0.2.3 VITAL SIGNS0.2.20 REPRODUCTIVE HAZARDS
  • A) The use of turpentine and water as a vaginal douche has resulted in abortion.
0.2.21 CARCINOGENICITY
  • 0.2.21.1 IARC CATEGORY
    • A) IARC Carcinogenicity Ratings for CAS8006-64-2 (International Agency for Research on Cancer (IARC), 2016; International Agency for Research on Cancer, 2015; IARC Working Group on the Evaluation of Carcinogenic Risks to Humans, 2010; IARC Working Group on the Evaluation of Carcinogenic Risks to Humans, 2010a; IARC Working Group on the Evaluation of Carcinogenic Risks to Humans, 2008; IARC Working Group on the Evaluation of Carcinogenic Risks to Humans, 2007; IARC Working Group on the Evaluation of Carcinogenic Risks to Humans, 2006; IARC, 2004):
      • 1) Not Listed
  • 0.2.21.2 HUMAN OVERVIEW
    • A) The International Agency for Research on Cancer (IARC) has indicated that there is inadequate evidence for carcinogenicity of d-limonene (a constituent of turpentine oil) in humans. There is, however, evidence for carcinogenicity in experimental animals. Overall, the working group concluded that d-limonene produces renal tubular tumors in male rats by the non-DNA reactive alpha2u-globulin-associated responses that are not relevant to humans (National Toxicology Program (NTP), 2002).

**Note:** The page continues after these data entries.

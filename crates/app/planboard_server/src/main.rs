//! Planboard API server binary.

use clap::Parser;
use sqlx::postgres::PgPoolOptions;
use tracing::info;

use planboard_api::config::ApiConfig;

/// CLI arguments. A flag wins over its environment variable; when both are
/// unset the `ApiConfig::from_env` default applies.
#[derive(Parser, Debug)]
#[command(name = "planboard_server", about = "Planboard API server")]
struct Args {
    /// Address to listen on.
    #[arg(long, env = "BIND_ADDR")]
    bind_addr: Option<String>,

    /// PostgreSQL connection URL.
    #[arg(long, env = "DATABASE_URL")]
    database_url: Option<String>,

    /// Maximum number of database connections in the pool.
    #[arg(long, env = "DB_MAX_CONNECTIONS", default_value_t = 25)]
    max_connections: u32,
}

#[tokio::main]
async fn main() -> Result<(), Box<dyn std::error::Error>> {
    dotenvy::dotenv().ok();

    tracing_subscriber::fmt()
        .with_writer(std::io::stderr)
        .with_env_filter(
            tracing_subscriber::EnvFilter::try_from_default_env()
                .unwrap_or_else(|_| "info,planboard_api=debug,planboard_core=debug".into()),
        )
        .init();

    let args = Args::parse();

    // Refuses to start in production without an explicit SESSION_SECRET.
    let mut config = ApiConfig::from_env()?;
    if let Some(bind_addr) = args.bind_addr {
        config.bind_addr = bind_addr;
    }
    if let Some(database_url) = args.database_url {
        config.database_url = database_url;
    }

    info!(
        environment = ?config.environment,
        max_connections = args.max_connections,
        "starting planboard_server"
    );

    let pool = PgPoolOptions::new()
        .max_connections(args.max_connections)
        .acquire_timeout(std::time::Duration::from_secs(30))
        .connect(&config.database_url)
        .await?;

    info!("running database migrations");
    planboard_api::migrate(&pool).await?;

    let bind_addr = config.bind_addr.clone();
    let state = planboard_api::AppState::postgres(pool, config)?;
    let app = planboard_api::router(state);

    let listener = tokio::net::TcpListener::bind(&bind_addr).await?;
    info!(addr = %listener.local_addr()?, "API listening");

    axum::serve(listener, app)
        .with_graceful_shutdown(async {
            let _ = tokio::signal::ctrl_c().await;
            info!("shutting down");
        })
        .await?;

    Ok(())
}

IARC has classified d-limonene (a constituent of turpentine) as a Group 3 chemical: not classifiable as to its carcinogenicity to humans (International Agency for Research on Cancer (IARC), 2016)
0.2.22 GENOTOXICITY
  • A) At the time of this review, no genotoxicity studies were found for turpentine (National Toxicology Program (NTP), 2002).
  • B) d-Limonene, a constituent of turpentine, was not mutagenic in 4 strains of Salmonella typhimurium or in the mouse lymphoma L5178Y/TK+/- assay (National Toxicology Program (NTP), 2002).